--- PROBLEM STATEMENT ---
For this exercise, restate word for word only the lines from the first line of the data to the line containing "const FIELDS: &[Field]".

--- EXERCISE INPUT ---
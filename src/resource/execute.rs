//! Running commands as resources

use declarative::{
    ArgumentKind, Assertion, Context, DefaultValue, Error, Field, Policy, Provider, Resource,
    ResourceType, Result,
};
use serde_json::Value;
use std::collections::BTreeMap;
use std::path::PathBuf;

use crate::changes::ShellCommand;

const FIELDS: &[Field] = &[
    Field::new("name", ArgumentKind::String).required(),
    Field::new("command", ArgumentKind::String),
    Field::new("commands", ArgumentKind::List),
    Field::new("cwd", ArgumentKind::FullPath).with_default(DefaultValue::Str("/")),
    Field::new("environment", ArgumentKind::Dict).with_default(DefaultValue::EmptyDict),
    Field::new("returncode", ArgumentKind::Integer).with_default(DefaultValue::Int(0)),
    Field::new("user", ArgumentKind::String),
    Field::new("group", ArgumentKind::String),
    Field::new("umask", ArgumentKind::Octal),
    Field::new("unless", ArgumentKind::String),
    Field::new("creates", ArgumentKind::FullPath),
    Field::new("touch", ArgumentKind::FullPath),
];

const EXECUTE: &[Assertion] = &[
    Assertion::Xor(&[Assertion::Present("command"), Assertion::Present("commands")]),
    Assertion::Nand(&[Assertion::Present("creates"), Assertion::Present("touch")]),
];

pub fn resource_type() -> ResourceType {
    ResourceType::new("Execute", FIELDS)
        .with_policy(Policy::new("execute").as_default().signature(EXECUTE))
        .with_provider(ExecuteProvider)
}

struct ExecuteProvider;

impl ExecuteProvider {
    /// A command line run with the resource's cwd, environment and identity.
    fn command(resource: &Resource, line: &str) -> Result<ShellCommand> {
        let mut command = ShellCommand::parse(line)?;
        command.cwd = resource.get_path("cwd").map(PathBuf::from);
        command.env = environment(resource);
        command.user = resource.get_str("user").map(str::to_string);
        command.group = resource.get_str("group").map(str::to_string);
        command.umask = resource.get_mode("umask");
        Ok(command)
    }

    fn command_lines(resource: &Resource) -> Vec<String> {
        if let Some(command) = resource.get_str("command") {
            return vec![command.to_string()];
        }
        resource
            .get_list("commands")
            .unwrap_or_default()
            .iter()
            .map(scalar)
            .collect()
    }

    /// Whether the `creates`, `touch` and `unless` guards allow running.
    fn should_run(resource: &Resource, ctx: &mut Context<'_>) -> Result<bool> {
        for guard in ["creates", "touch"] {
            if let Some(path) = resource.get_path(guard)
                && ctx.transport.exists(path)
            {
                log::debug!("{} skipped: {} exists", resource.id(), path.display());
                return Ok(false);
            }
        }

        if let Some(unless) = resource.get_str("unless") {
            let mut check = Self::command(resource, unless)?.unchecked();
            match check.query(ctx) {
                Ok(0) => {
                    log::debug!("{} skipped: '{unless}' succeeded", resource.id());
                    return Ok(false);
                }
                Ok(_) => {}
                Err(e @ Error::InvalidUser(_)) if ctx.simulate => {
                    ctx.changelog
                        .info(format!("{e}, assuming it will be created and '{unless}' fails"));
                }
                Err(e) => return Err(e),
            }
        }
        Ok(true)
    }
}

impl Provider for ExecuteProvider {
    fn name(&self) -> &'static str {
        "execute"
    }

    fn policies(&self) -> &'static [&'static str] {
        &["execute"]
    }

    fn test(&self, resource: &Resource, _ctx: &mut Context<'_>) -> Result<()> {
        expected_returncode(resource).map(|_| ())
    }

    fn apply(&self, resource: &Resource, ctx: &mut Context<'_>) -> Result<bool> {
        if !Self::should_run(resource, ctx)? {
            return Ok(false);
        }

        let expected = expected_returncode(resource)?;
        for line in Self::command_lines(resource) {
            let mut command = Self::command(resource, &line)?;
            command.expected = Some(expected);
            ctx.change(&mut command)?;
        }

        if let Some(touch) = resource.get_path("touch") {
            let target = touch.display().to_string();
            ctx.change(&mut ShellCommand::new(["touch", target.as_str()]))?;
        }
        Ok(true)
    }
}

fn expected_returncode(resource: &Resource) -> Result<i32> {
    let returncode = resource.get_int("returncode").unwrap_or(0);
    i32::try_from(returncode).map_err(|_| {
        Error::parse(format!(
            "{}: returncode {returncode} is out of range",
            resource.id()
        ))
    })
}

fn environment(resource: &Resource) -> BTreeMap<String, String> {
    resource
        .get_dict("environment")
        .map(|env| env.iter().map(|(k, v)| (k.clone(), scalar(v))).collect())
        .unwrap_or_default()
}

fn scalar(value: &Value) -> String {
    match value {
        Value::String(s) => s.clone(),
        other => other.to_string(),
    }
}
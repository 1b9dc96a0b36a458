//! Error types for the resource engine.
//!
//! Every error maps to a stable process return code so the command line
//! layer can report the failure category without inspecting messages.
//! Parse-time errors (declarations, schemas, policies, bindings) are raised
//! before anything on the target is touched.

use std::path::PathBuf;
use thiserror::Error;

use crate::node::{Anchor, NodeError};

/// Return code reported when a run completed without any resource changing.
///
/// Not an error: used by the command line and idempotence checks.
pub const NOTHING_CHANGED: i32 = 254;

/// Errors raised while building, binding, validating or applying resources.
#[derive(Debug, Error)]
pub enum Error {
    /// The declaration could not be turned into resources
    #[error("{message}{}", at(.anchor))]
    Parse {
        /// What was wrong with the declaration
        message: String,
        /// Where in the declaration document the problem is
        anchor: Option<Anchor>,
    },

    /// A declaration node was missing or had the wrong shape
    #[error(transparent)]
    Node(#[from] NodeError),

    /// A trigger could not be bound to its upstream resource
    #[error("binding error: {0}")]
    Binding(String),

    /// A policy named in the declaration does not exist for the resource type
    #[error("{resource} has no policy named '{policy}'")]
    NoValidPolicy {
        /// Resource id
        resource: String,
        /// The unknown policy name
        policy: String,
    },

    /// The resource arguments do not satisfy the policy signature
    #[error("{resource} does not conform to policy '{policy}'")]
    NonConformingPolicy {
        /// Resource id
        resource: String,
        /// Policy whose signature failed
        policy: String,
    },

    /// No provider is valid for the resource and policy
    #[error("no suitable provider for policy '{policy}' of {resource}")]
    NoSuitableProviders {
        /// Resource id
        resource: String,
        /// Selected policy
        policy: String,
    },

    /// More than one provider claims the resource and policy
    #[error("too many providers for policy '{policy}' of {resource}: {providers}")]
    TooManyProviders {
        /// Resource id
        resource: String,
        /// Selected policy
        policy: String,
        /// Names of every valid provider
        providers: String,
    },

    /// A policy signature referenced an argument the resource type lacks
    #[error("'{argument}' is not an argument of resource type {resource_type}")]
    UnknownArgument {
        /// Resource type name
        resource_type: String,
        /// Argument name used by the signature
        argument: String,
    },

    /// A provider found the target in a state it cannot work with
    #[error("invalid provider: {0}")]
    InvalidProvider(String),

    /// A command returned an unexpected return code
    #[error("command failed: {message}{}", output(.stderr))]
    Command {
        /// Summary including the return code
        message: String,
        /// Captured standard error of the command
        stderr: String,
    },

    /// A command could not be executed at all
    #[error("execution error: {0}")]
    Execution(String),

    /// The named user does not exist on the target
    #[error("user '{0}' does not exist")]
    InvalidUser(String),

    /// The named group does not exist on the target
    #[error("group '{0}' does not exist")]
    InvalidGroup(String),

    /// An operation appeared to work but did not have the expected effect
    #[error("operation failed: {0}")]
    OperationFailed(String),

    /// The program a command needs is not installed on the target
    #[error("binary missing: {0}")]
    BinaryMissing(String),

    /// A link points at something that does not exist
    #[error("dangling symlink: {0}")]
    DanglingSymlink(String),

    /// A directory on the way to a path does not exist
    #[error("path component missing: {}", .0.display())]
    PathComponentMissing(PathBuf),

    /// A component on the way to a path is not a directory
    #[error("path component is not a directory: {}", .0.display())]
    PathComponentNotDirectory(PathBuf),

    /// Saved events exist and the caller did not say whether to resume
    #[error(
        "there is a saved events file at {} - specify --resume or --no-resume",
        .0.display()
    )]
    SavedEventsAndNoInstruction(PathBuf),

    /// An asset referenced by a resource could not be located
    #[error("missing asset: {0}")]
    MissingAsset(String),

    /// The saved events file could not be read or written
    #[error("saved events file {}: {source}", .path.display())]
    EventState {
        /// Path of the save file
        path: PathBuf,
        /// Underlying serialization error
        #[source]
        source: serde_json::Error,
    },

    /// IO error
    #[error("IO error: {0}")]
    Io(#[from] std::io::Error),
}

fn at(anchor: &Option<Anchor>) -> String {
    match anchor {
        Some(anchor) => format!(" (at {anchor})"),
        None => String::new(),
    }
}

fn output(stderr: &str) -> String {
    let stderr = stderr.trim_end();
    if stderr.is_empty() {
        String::new()
    } else {
        format!("\n{stderr}")
    }
}

impl Error {
    /// Create a parse error without a source location.
    pub fn parse(message: impl Into<String>) -> Self {
        Self::Parse {
            message: message.into(),
            anchor: None,
        }
    }

    /// Create a parse error pointing at a declaration location.
    pub fn parse_at(message: impl Into<String>, anchor: &Anchor) -> Self {
        Self::Parse {
            message: message.into(),
            anchor: Some(anchor.clone()),
        }
    }

    /// The return code reported to the invoking environment.
    pub fn returncode(&self) -> i32 {
        match self {
            Self::Parse { .. } | Self::Node(_) => 128,
            Self::Binding(_) => 129,
            Self::Execution(_) | Self::Io(_) => 130,
            Self::Command { .. } => 133,
            Self::NoValidPolicy { .. } => 135,
            Self::NonConformingPolicy { .. } => 136,
            Self::NoSuitableProviders { .. } => 137,
            Self::TooManyProviders { .. } => 138,
            Self::InvalidProvider(_) => 139,
            Self::InvalidGroup(_) => 140,
            Self::InvalidUser(_) => 141,
            Self::OperationFailed(_) => 142,
            Self::BinaryMissing(_) => 143,
            Self::DanglingSymlink(_) => 144,
            Self::PathComponentMissing(_) => 146,
            Self::PathComponentNotDirectory(_) => 147,
            Self::SavedEventsAndNoInstruction(_) => 148,
            Self::MissingAsset(_) => 149,
            Self::UnknownArgument { .. } | Self::EventState { .. } => 253,
        }
    }

    /// Whether the error was detected before any change to the target.
    pub fn is_parse_time(&self) -> bool {
        matches!(
            self,
            Self::Parse { .. }
                | Self::Node(_)
                | Self::Binding(_)
                | Self::NoValidPolicy { .. }
                | Self::NonConformingPolicy { .. }
                | Self::NoSuitableProviders { .. }
                | Self::TooManyProviders { .. }
                | Self::UnknownArgument { .. }
        )
    }
}

/// Result type for engine operations
pub type Result<T> = std::result::Result<T, Error>;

--- SOLUTION TO THIS PROBLEM ---
filename src/resource/execute.rs
//! Running commands as resources

use declarative::{
    ArgumentKind, Assertion, Context, DefaultValue, Error, Field, Policy, Provider, Resource,
    ResourceType, Result,
};
use serde_json::Value;
use std::collections::BTreeMap;
use std::path::PathBuf;

use crate::changes::ShellCommand;

const FIELDS: &[Field] = &[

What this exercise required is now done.